Royal Bank of Canada, from time to time, makes written and oral forward-looking statements, included in this presentation, the Annual Report, in other filings with Canadian regulators or the U.S. Securities and Exchange Commission, in reports to shareholders and in other communications, which are made pursuant to the “safe harbor” provisions of the United States Private Securities Litigation Reform Act of 1995. These forward-looking statements include, among others, statements with respect to the bank’s objectives for 2001, and the medium to long term, and strategies to achieve those objectives, as well as statements with respect to the bank’s beliefs, plans, expectations, anticipations, estimates and intentions. The words “may,” “could,” “should,” “would,” “suspect,” “outlook,” “believe,” “anticipate,” “estimate,” “expect,” “intend,” “plan,” and words and expressions of similar import are intended to identify forward-looking statements.

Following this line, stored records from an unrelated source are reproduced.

//! Churn label derivation
//!
//! A subscriber churned when they made no calls and used no data in the
//! outcome month. The outcome month is then removed so none of it can leak
//! into the features.

use polars::prelude::*;
use serde::Serialize;

use super::frame::{dense_values, require_columns, with_replaced};
use super::schema::{FeatureTable, Month, LABEL_COLUMN};
use crate::error::{Result, Stage};

const STAGE: Stage = Stage::ChurnLabel;

/// Incoming and outgoing minutes of usage
pub const CALL_USAGE_BASES: [&str; 2] = ["total_ic_mou", "total_og_mou"];

/// 2G and 3G data volume
pub const DATA_USAGE_BASES: [&str; 2] = ["vol_2g_mb", "vol_3g_mb"];

/// Label outcome of one run
#[derive(Debug, Clone, Serialize)]
pub struct ChurnReport {
    pub churned: usize,
    pub retained: usize,
    pub dropped_outcome_columns: Vec<String>,
}

impl ChurnReport {
    pub fn churn_rate(&self) -> f64 {
        let total = self.churned + self.retained;
        if total == 0 {
            0.0
        } else {
            self.churned as f64 / total as f64
        }
    }
}

/// 1 when both usage totals are exactly zero, otherwise 0
pub fn churn_flag(total_calls: f64, total_data: f64) -> i32 {
    i32::from(total_calls == 0.0 && total_data == 0.0)
}

fn month_total(df: &DataFrame, bases: &[&str], month: Month) -> Result<Vec<f64>> {
    let mut totals = vec![0.0; df.height()];
    for base in bases {
        let values = dense_values(df, &month.column(base), STAGE)?;
        for (total, v) in totals.iter_mut().zip(values) {
            *total += v;
        }
    }
    Ok(totals)
}

/// Add the `churn` label and drop every outcome-month column.
pub fn derive_churn_label(table: &FeatureTable) -> Result<(FeatureTable, ChurnReport)> {
    let df = table.frame();
    let outcome = Month::OUTCOME;
    let required: Vec<String> = CALL_USAGE_BASES
        .iter()
        .chain(DATA_USAGE_BASES.iter())
        .map(|base| outcome.column(base))
        .collect();
    require_columns(df, &required, STAGE)?;

    let calls = month_total(df, &CALL_USAGE_BASES, outcome)?;
    let data = month_total(df, &DATA_USAGE_BASES, outcome)?;
    let labels: Vec<i32> = calls
        .iter()
        .zip(data.iter())
        .map(|(&c, &d)| churn_flag(c, d))
        .collect();
    let churned = labels.iter().filter(|&&l| l == 1).count();

    let with_label = with_replaced(df, Column::new(LABEL_COLUMN.into(), labels), STAGE)?;
    let outcome_columns = table.schema().month_columns(outcome);
    let df = with_label.drop_many(&outcome_columns);
    let schema = table
        .schema()
        .without(&outcome_columns)
        .with_label(LABEL_COLUMN);

    tracing::info!(
        churned,
        rows = df.height(),
        dropped = outcome_columns.len(),
        "derived churn label"
    );

    let report = ChurnReport {
        churned,
        retained: df.height() - churned,
        dropped_outcome_columns: outcome_columns,
    };
    Ok((FeatureTable::with_schema(df, schema), report))
}

#[cfg(test)]
mod tests {
    use super::*;

    #[test]
    fn test_flag_truth_table() {
        assert_eq!(churn_flag(0.0, 0.0), 1);
        assert_eq!(churn_flag(0.0, 0.5), 0);
        assert_eq!(churn_flag(12.0, 0.0), 0);
        assert_eq!(churn_flag(12.0, 0.5), 0);
    }

    #[test]
    fn test_churn_rate() {
        let report = ChurnReport {
            churned: 1,
            retained: 3,
            dropped_outcome_columns: vec![],
        };
        assert_eq!(report.churn_rate(), 0.25);
    }
}
//! Categorical target encoding
//!
//! Each category value is replaced by the churn rate observed for it in the
//! training split. The rates are learned from training rows only and then
//! applied unchanged to every split.

use std::collections::BTreeMap;

use polars::prelude::*;
use serde::Serialize;

use super::frame::{category_keys, with_replaced};
use super::schema::{ColumnKind, FeatureTable, SENTINEL_KEY};
use super::split::label_values;
use crate::error::{PipelineError, Result, Stage, StageContext};

const STAGE: Stage = Stage::TargetEncoder;

/// Learned `(column, category) -> mean label` rates
#[derive(Debug, Clone, Default, PartialEq, Serialize)]
pub struct TargetEncodingMap {
    columns: BTreeMap<String, BTreeMap<String, f64>>,
}

impl TargetEncodingMap {
    /// Learn rates for every categorical feature of the training split
    pub fn fit(train: &FeatureTable) -> Result<Self> {
        let labels = label_values(train, STAGE)?;
        let mut columns = BTreeMap::new();

        for name in train.schema().categorical_features() {
            let column = train.frame().column(&name).at(STAGE)?;
            let keys = category_keys(column).at(STAGE)?;

            let mut tallies: BTreeMap<String, (f64, usize)> = BTreeMap::new();
            for (key, &label) in keys.into_iter().zip(labels.iter()) {
                let key = key.unwrap_or_else(|| SENTINEL_KEY.to_string());
                let entry = tallies.entry(key).or_insert((0.0, 0));
                entry.0 += label as f64;
                entry.1 += 1;
            }

            let rates: BTreeMap<String, f64> = tallies
                .into_iter()
                .map(|(key, (sum, count))| (key, sum / count as f64))
                .collect();
            tracing::debug!(column = %name, categories = rates.len(), "learned category rates");
            columns.insert(name, rates);
        }

        Ok(Self { columns })
    }

    pub fn rate(&self, column: &str, category: &str) -> Option<f64> {
        self.columns.get(column)?.get(category).copied()
    }

    pub fn columns(&self) -> impl Iterator<Item = &str> {
        self.columns.keys().map(|k| k.as_str())
    }

    pub fn categories(&self, column: &str) -> Option<&BTreeMap<String, f64>> {
        self.columns.get(column)
    }

    /// Replace every learned column with its rates; the columns become numeric.
    pub fn transform(&self, table: &FeatureTable) -> Result<FeatureTable> {
        let mut df = table.frame().clone();
        let mut schema = table.schema().clone();

        for (name, rates) in &self.columns {
            let column = df.column(name).map_err(|_| PipelineError::MissingColumns {
                stage: STAGE,
                columns: vec![name.clone()],
            })?;
            let encoded = category_keys(column)
                .at(STAGE)?
                .into_iter()
                .map(|key| {
                    let key = key.unwrap_or_else(|| SENTINEL_KEY.to_string());
                    rates
                        .get(&key)
                        .copied()
                        .ok_or_else(|| PipelineError::UnseenCategory {
                            stage: STAGE,
                            column: name.clone(),
                            value: key,
                        })
                })
                .collect::<Result<Vec<f64>>>()?;

            df = with_replaced(&df, Column::new(name.as_str().into(), encoded), STAGE)?;
            schema = schema.with_column(name, ColumnKind::Numeric);
        }

        Ok(FeatureTable::with_schema(df, schema))
    }
}

/// Learn the map from `train` and encode both splits with it
pub fn encode_splits(
    train: &FeatureTable,
    test: &FeatureTable,
) -> Result<(FeatureTable, FeatureTable, TargetEncodingMap)> {
    let map = TargetEncodingMap::fit(train)?;
    let train = map.transform(train)?;
    let test = map.transform(test)?;
    tracing::info!(columns = map.columns.len(), "target-encoded categoricals");
    Ok((train, test, map))
}
//! Terminal output helpers

pub mod progress;
pub mod styling;

pub use progress::*;
pub use styling::*;
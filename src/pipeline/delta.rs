//! Cross-month delta features
//!
//! For each metric, `metric_diff = metric_8 - (metric_6 + metric_7) / 2`:
//! the change in the last behaviour month against the two months before it.

use std::collections::HashSet;

use polars::prelude::*;
use serde::Serialize;

use super::frame::{dense_values, require_columns, with_replaced};
use super::schema::{ColumnKind, FeatureTable, Month};
use crate::error::{PipelineError, Result, Stage};

const STAGE: Stage = Stage::DeltaFeatures;

/// Metrics that get a delta feature by default
pub const DEFAULT_DELTA_METRICS: [&str; 23] = [
    "arpu",
    "onnet_mou",
    "offnet_mou",
    "roam_ic_mou",
    "roam_og_mou",
    "loc_og_mou",
    "std_og_mou",
    "isd_og_mou",
    "spl_og_mou",
    "total_og_mou",
    "loc_ic_mou",
    "std_ic_mou",
    "isd_ic_mou",
    "spl_ic_mou",
    "total_ic_mou",
    "total_rech_num",
    "total_rech_amt",
    "max_rech_amt",
    "total_rech_data",
    "max_rech_data",
    "av_rech_amt_data",
    "vol_2g_mb",
    "vol_3g_mb",
];

/// A metric observed in the three behaviour months
#[derive(Debug, Clone, PartialEq, Eq, Serialize)]
pub struct DeltaFeatureSpec {
    pub metric: String,
}

impl DeltaFeatureSpec {
    pub fn new(metric: impl Into<String>) -> Self {
        Self {
            metric: metric.into(),
        }
    }

    /// Baseline months followed by the comparison month
    pub fn sources(&self) -> [String; 3] {
        let [first, second, third] = Month::BEHAVIOUR;
        [
            first.column(&self.metric),
            second.column(&self.metric),
            third.column(&self.metric),
        ]
    }

    pub fn output(&self) -> String {
        format!("{}_diff", self.metric)
    }

    /// The default metric list
    pub fn defaults() -> Vec<DeltaFeatureSpec> {
        DEFAULT_DELTA_METRICS.iter().map(|m| Self::new(*m)).collect()
    }
}

/// Month-3 value minus the mean of months 1 and 2
pub fn delta(first: f64, second: f64, third: f64) -> f64 {
    third - (first + second) / 2.0
}

/// Append one `_diff` column per spec. Source columns are kept.
pub fn generate_delta_features(
    table: &FeatureTable,
    specs: &[DeltaFeatureSpec],
) -> Result<FeatureTable> {
    let mut seen = HashSet::new();
    for spec in specs {
        if !seen.insert(spec.metric.as_str()) {
            return Err(PipelineError::DuplicateColumn {
                stage: STAGE,
                column: spec.output(),
            });
        }
        if table.schema().get(&spec.output()).is_some() {
            return Err(PipelineError::DuplicateColumn {
                stage: STAGE,
                column: spec.output(),
            });
        }
    }

    let required: Vec<String> = specs.iter().flat_map(|s| s.sources()).collect();
    require_columns(table.frame(), &required, STAGE)?;

    let mut df = table.frame().clone();
    let mut schema = table.schema().clone();
    for spec in specs {
        let [first, second, third] = spec.sources();
        let first = dense_values(&df, &first, STAGE)?;
        let second = dense_values(&df, &second, STAGE)?;
        let third = dense_values(&df, &third, STAGE)?;

        let diffs: Vec<f64> = (0..df.height())
            .map(|i| delta(first[i], second[i], third[i]))
            .collect();
        let name = spec.output();
        df = with_replaced(&df, Column::new(name.as_str().into(), diffs), STAGE)?;
        schema = schema.with_column(&name, ColumnKind::Numeric);
    }

    tracing::info!(added = specs.len(), columns = df.width(), "generated delta features");
    Ok(FeatureTable::with_schema(df, schema))
}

By their very nature, forward-looking statements involve inherent risks and uncertainties, both general and specific, and risks exist that predictions, forecasts, projections and other forward-looking statements will not be achieved. The bank cautions readers not to place undue reliance on these statements as a number of important factors could cause actual results to differ materially from the plans, objectives, expectations, estimates and intentions expressed in such forward-looking statements. These factors include, but are not limited to, the strength of the Canadian economy in general and the strength of the local economies within Canada in which the bank conducts operations; the strength of the United States economy and the economies of other nations in which the bank conducts significant operations; the effects of changes in monetary and fiscal policy, including changes in interest rate policies of the Bank of Canada and the Board of Governors of the Federal Reserve System; changes in trade policy; the effects of competition in the markets in which the bank operates; inflation; capital market and currency market fluctuations; the timely development and introduction of new products and services by the bank in receptive markets; the impact of changes in the laws and regulations regulating financial services (including banking, insurance and securities); changes in tax laws; technological changes; the ability of the bank to complete strategic acquisitions and to integrate acquisitions; unexpected judicial or regulatory proceedings; unexpected changes in consumer spending and saving habits; and the bank’s anticipation of and success in managing the risks implicated by the foregoing.

The bank cautions that the foregoing list of important factors is not exhaustive. When relying on forward-looking statements to make decisions with respect to the bank, investors and others should carefully consider the foregoing factors and other uncertainties and potential events. The bank does not undertake to update any forward-looking statement, whether written or oral, that may be made from time to time by or on behalf of the bank.